In the data below, count how many lines contain "PipelineConfig" and give that number by itself.

BEGIN Records shown

//! Still image source.
//!
//! A single uploaded image is treated as a one-frame sequence. Decoding goes
//! through the `image` crate and always yields RGB24.

use anyhow::{Context, Result};
use image::GenericImageView;
use std::path::Path;
use std::time::Duration;

use super::{FrameSource, SourceStats};
use crate::frame::Frame;
use crate::PipelineError;

pub struct ImageSource {
    location: String,
    bytes: Vec<u8>,
    emitted: bool,
}

impl ImageSource {
    /// Source over raw encoded bytes (e.g. an upload body).
    pub fn from_bytes(label: impl Into<String>, bytes: Vec<u8>) -> Self {
        Self {
            location: label.into(),
            bytes,
            emitted: false,
        }
    }

    pub fn from_path(path: impl AsRef<Path>) -> Result<Self> {
        let path = path.as_ref();
        let bytes = std::fs::read(path)
            .with_context(|| format!("failed to read image {}", path.display()))
            .map_err(|e| PipelineError::decode(format!("{:#}", e)))?;
        Ok(Self::from_bytes(path.display().to_string(), bytes))
    }
}

impl FrameSource for ImageSource {
    fn name(&self) -> &str {
        "image"
    }

    fn connect(&mut self) -> Result<()> {
        log::info!("ImageSource: loaded {} ({} bytes)", self.location, self.bytes.len());
        Ok(())
    }

    fn next_frame(&mut self) -> Result<Option<Frame>> {
        if self.emitted {
            return Ok(None);
        }
        self.emitted = true;
        let (pixels, width, height) = decode_image(&self.bytes).map_err(|e| PipelineError::Decode {
            frame_index: Some(0),
            reason: format!("{}: {:#}", self.location, e),
        })?;
        // Pixels are no longer needed once decoded.
        self.bytes = Vec::new();
        Frame::new(0, Duration::ZERO, width, height, 3, pixels).map(Some)
    }

    fn stats(&self) -> SourceStats {
        SourceStats {
            frames_produced: u64::from(self.emitted),
            location: self.location.clone(),
        }
    }
}

fn decode_image(bytes: &[u8]) -> Result<(Vec<u8>, u32, u32)> {
    let image = image::load_from_memory(bytes).context("decode image")?;
    let (width, height) = image.dimensions();
    let rgb = image.into_rgb8();
    Ok((rgb.into_raw(), width, height))
}

#[cfg(test)]
mod tests {
    use super::*;
    use image::{ImageFormat, Rgb, RgbImage};
    use std::io::Cursor;

    fn png_bytes(width: u32, height: u32) -> Vec<u8> {
        let img = RgbImage::from_pixel(width, height, Rgb([40, 80, 120]));
        let mut out = Cursor::new(Vec::new());
        img.write_to(&mut out, ImageFormat::Png).unwrap();
        out.into_inner()
    }

    #[test]
    fn still_image_is_a_one_frame_sequence() {
        let mut source = ImageSource::from_bytes("upload.png", png_bytes(6, 4));
        source.connect().unwrap();

        let frame = source.next_frame().unwrap().expect("one frame");
        assert_eq!(frame.index(), 0);
        assert_eq!((frame.width(), frame.height(), frame.channels()), (6, 4, 3));
        assert_eq!(&frame.pixels()[..3], &[40, 80, 120]);

        assert!(source.next_frame().unwrap().is_none());
        assert_eq!(source.stats().frames_produced, 1);
    }

    #[test]
    fn garbage_bytes_are_a_decode_error() {
        let mut source = ImageSource::from_bytes("broken.jpg", b"not an image".to_vec());
        let err = source.next_frame().unwrap_err();
        assert!(matches!(
            crate::pipeline_error(&err),
            Some(PipelineError::Decode { .. })
        ));
    }
}
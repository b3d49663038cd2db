use anyhow::Result;

use crate::config::{BackgroundMethod, BackgroundSettings};
use crate::frame::{ForegroundMask, Frame};
use crate::PipelineError;

use super::backends::{FrameDifferenceModel, GaussianMixtureModel, RunningAverageModel};

/// Per-pixel statistical model of the static scene.
///
/// One instance belongs to exactly one pipeline run. All frames fed to a
/// model must share the dimensions of the first frame it saw; a mismatch is a
/// `PipelineError::Stage` and leaves the model untouched.
pub trait BackgroundModel: Send {
    /// Backend identifier.
    fn name(&self) -> &'static str;

    /// Learn from `frame` and classify its pixels.
    ///
    /// Frames inside the warm-up window update the model and return an empty
    /// mask.
    fn update(&mut self, frame: &Frame) -> Result<ForegroundMask>;

    /// True once the warm-up window has passed.
    fn is_warmed_up(&self) -> bool;

    /// Frames learned so far.
    fn frames_seen(&self) -> u64;
}

pub fn build_background_model(settings: &BackgroundSettings) -> Box<dyn BackgroundModel> {
    match settings.method {
        BackgroundMethod::GaussianMixture => Box::new(GaussianMixtureModel::new(settings)),
        BackgroundMethod::RunningAverage => Box::new(RunningAverageModel::new(settings)),
        BackgroundMethod::FrameDifference => Box::new(FrameDifferenceModel::new(settings)),
    }
}

/// Learning rate for the `frames_seen`-th frame.
///
/// During warm-up the rate follows a cumulative average so the first frames
/// dominate the estimate; afterwards the configured (bounded) rate applies.
pub(crate) fn learning_rate(alpha: f32, frames_seen: u64, warmup_frames: u32) -> f32 {
    if frames_seen < warmup_frames as u64 {
        alpha.max(1.0 / (frames_seen as f32 + 1.0))
    } else {
        alpha
    }
}

pub(crate) fn check_dimensions(
    stage: &'static str,
    expected: Option<(u32, u32)>,
    frame: &Frame,
) -> Result<()> {
    match expected {
        Some((w, h)) if (w, h) != (frame.width(), frame.height()) => Err(PipelineError::Stage {
            stage,
            frame_index: frame.index(),
            reason: format!(
                "frame is {}x{}, model was built for {}x{}",
                frame.width(),
                frame.height(),
                w,
                h
            ),
        }
        .into()),
        _ => Ok(()),
    }
}
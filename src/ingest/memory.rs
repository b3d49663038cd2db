use anyhow::Result;
use std::collections::VecDeque;

use super::{FrameSource, SourceStats};
use crate::frame::Frame;

/// Frames handed over by an embedding caller, replayed in the given order.
pub struct MemorySource {
    label: String,
    frames: VecDeque<Frame>,
    produced: u64,
}

impl MemorySource {
    pub fn new(label: impl Into<String>, frames: Vec<Frame>) -> Self {
        Self {
            label: label.into(),
            frames: frames.into(),
            produced: 0,
        }
    }
}

impl FrameSource for MemorySource {
    fn name(&self) -> &str {
        "memory"
    }

    fn next_frame(&mut self) -> Result<Option<Frame>> {
        let frame = self.frames.pop_front();
        if frame.is_some() {
            self.produced += 1;
        }
        Ok(frame)
    }

    fn stats(&self) -> SourceStats {
        SourceStats {
            frames_produced: self.produced,
            location: self.label.clone(),
        }
    }
}
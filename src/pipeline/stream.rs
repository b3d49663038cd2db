//! Threaded streaming runner.
//!
//! A producer thread decodes frames into a bounded channel; once
//! `buffer_frames` decoded frames are waiting, decoding blocks until the
//! orchestrator catches up. The consumer restores frame-index order with a
//! `ReorderBuffer` before any frame reaches the tracker.
//!
//! Cancellation: `StopHandle::stop` makes the producer stop decoding. Frames
//! already in flight are still processed in order, then every buffer is
//! dropped.

use anyhow::{anyhow, Result};
use std::sync::atomic::{AtomicBool, Ordering};
use std::sync::mpsc::{sync_channel, SyncSender};
use std::sync::Arc;
use std::thread;

use super::{log_completion, FrameResult, Pipeline, RunSummary};
use crate::config::PipelineConfig;
use crate::frame::{Frame, ReorderBuffer};
use crate::ingest::{FrameSource, SourceStats};

/// Caller-side cancellation for a streaming run.
#[derive(Clone, Debug, Default)]
pub struct StopHandle {
    stop: Arc<AtomicBool>,
}

impl StopHandle {
    pub fn new() -> Self {
        Self::default()
    }

    pub fn stop(&self) {
        self.stop.store(true, Ordering::SeqCst);
    }

    pub fn is_stopped(&self) -> bool {
        self.stop.load(Ordering::SeqCst)
    }
}

/// Run `source` through a fresh pipeline, calling `on_result` for every
/// processed frame in index order.
///
/// A decode failure ends the run and is reported in `RunSummary::aborted`;
/// results already delivered stay valid. An error from `on_result` stops the
/// run and is returned.
pub fn run_streaming<S, F>(
    source: S,
    config: PipelineConfig,
    stop: StopHandle,
    mut on_result: F,
) -> Result<RunSummary>
where
    S: FrameSource + 'static,
    F: FnMut(&FrameResult) -> Result<()>,
{
    let mut pipeline = streaming_pipeline(config)?;
    stream_into(&mut pipeline, source, stop, on_result)
}

/// Results go to the caller only; the pipeline keeps none of them.
fn streaming_pipeline(config: PipelineConfig) -> Result<Pipeline> {
    Ok(Pipeline::new(config)?.retain_results(false))
}

fn stream_into<S, F>(
    pipeline: &mut Pipeline,
    source: S,
    stop: StopHandle,
    mut on_result: F,
) -> Result<RunSummary>
where
    S: FrameSource + 'static,
    F: FnMut(&FrameResult) -> Result<()>,
{
    let buffer_frames = pipeline.config().ingest.buffer_frames.max(1);
    let max_frames = pipeline.config().ingest.max_frames;

    let (tx, rx) = sync_channel::<Result<Frame>>(buffer_frames);
    let producer_stop = stop.clone();
    let producer = thread::Builder::new()
        .name("motionwatch-ingest".to_string())
        .spawn(move || produce(source, tx, producer_stop, max_frames))?;

    let mut reorder = ReorderBuffer::new(buffer_frames);
    let mut callback_error = None;
    let mut halted = false;

    for message in rx.iter() {
        let frame = match message {
            Ok(frame) => frame,
            Err(e) => {
                // Frames decoded before the failure are still valid.
                for frame in reorder.drain() {
                    if !deliver(pipeline, &frame, &mut on_result, &mut callback_error) {
                        break;
                    }
                }
                pipeline.record_abort(&e);
                halted = true;
                break;
            }
        };
        reorder.push(frame);
        while let Some(ready) = reorder.pop_ready() {
            if !deliver(pipeline, &ready, &mut on_result, &mut callback_error) {
                halted = true;
                break;
            }
        }
        if halted {
            break;
        }
    }

    if !halted {
        for frame in reorder.drain() {
            if !deliver(pipeline, &frame, &mut on_result, &mut callback_error) {
                break;
            }
        }
    }

    // Unblock a producer waiting on a full channel before joining it.
    drop(rx);
    drop(reorder);
    let source_stats = producer
        .join()
        .map_err(|_| anyhow!("ingest thread panicked"))?;

    if stop.is_stopped() {
        log::info!(
            "run cancelled after {} frames from {}",
            source_stats.frames_produced,
            source_stats.location
        );
    }
    if let Some(e) = callback_error {
        return Err(e);
    }
    let summary = pipeline.summary();
    log_completion(&source_stats.location, &summary);
    Ok(summary)
}

/// Process one frame and hand its result to the caller. Returns false when
/// the run must stop.
fn deliver<F>(
    pipeline: &mut Pipeline,
    frame: &Frame,
    on_result: &mut F,
    callback_error: &mut Option<anyhow::Error>,
) -> bool
where
    F: FnMut(&FrameResult) -> Result<()>,
{
    match pipeline.process_frame(frame) {
        Ok(Some(result)) => match on_result(&result) {
            Ok(()) => true,
            Err(e) => {
                *callback_error = Some(e);
                false
            }
        },
        Ok(None) => true,
        Err(_) => false,
    }
}

fn produce<S: FrameSource>(
    mut source: S,
    tx: SyncSender<Result<Frame>>,
    stop: StopHandle,
    max_frames: u64,
) -> SourceStats {
    if let Err(e) = source.connect() {
        let _ = tx.send(Err(e));
        return source.stats();
    }
    let mut sent = 0u64;
    loop {
        if stop.is_stopped() {
            log::info!("stop requested; {} stops decoding", source.name());
            break;
        }
        if max_frames > 0 && sent >= max_frames {
            log::info!("frame limit {} reached", max_frames);
            break;
        }
        match source.next_frame() {
            Ok(Some(frame)) => {
                if tx.send(Ok(frame)).is_err() {
                    // Consumer has finished.
                    break;
                }
                sent += 1;
            }
            Ok(None) => break,
            Err(e) => {
                let _ = tx.send(Err(e));
                break;
            }
        }
    }
    source.stats()
}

END Records shown

• Task answer: 3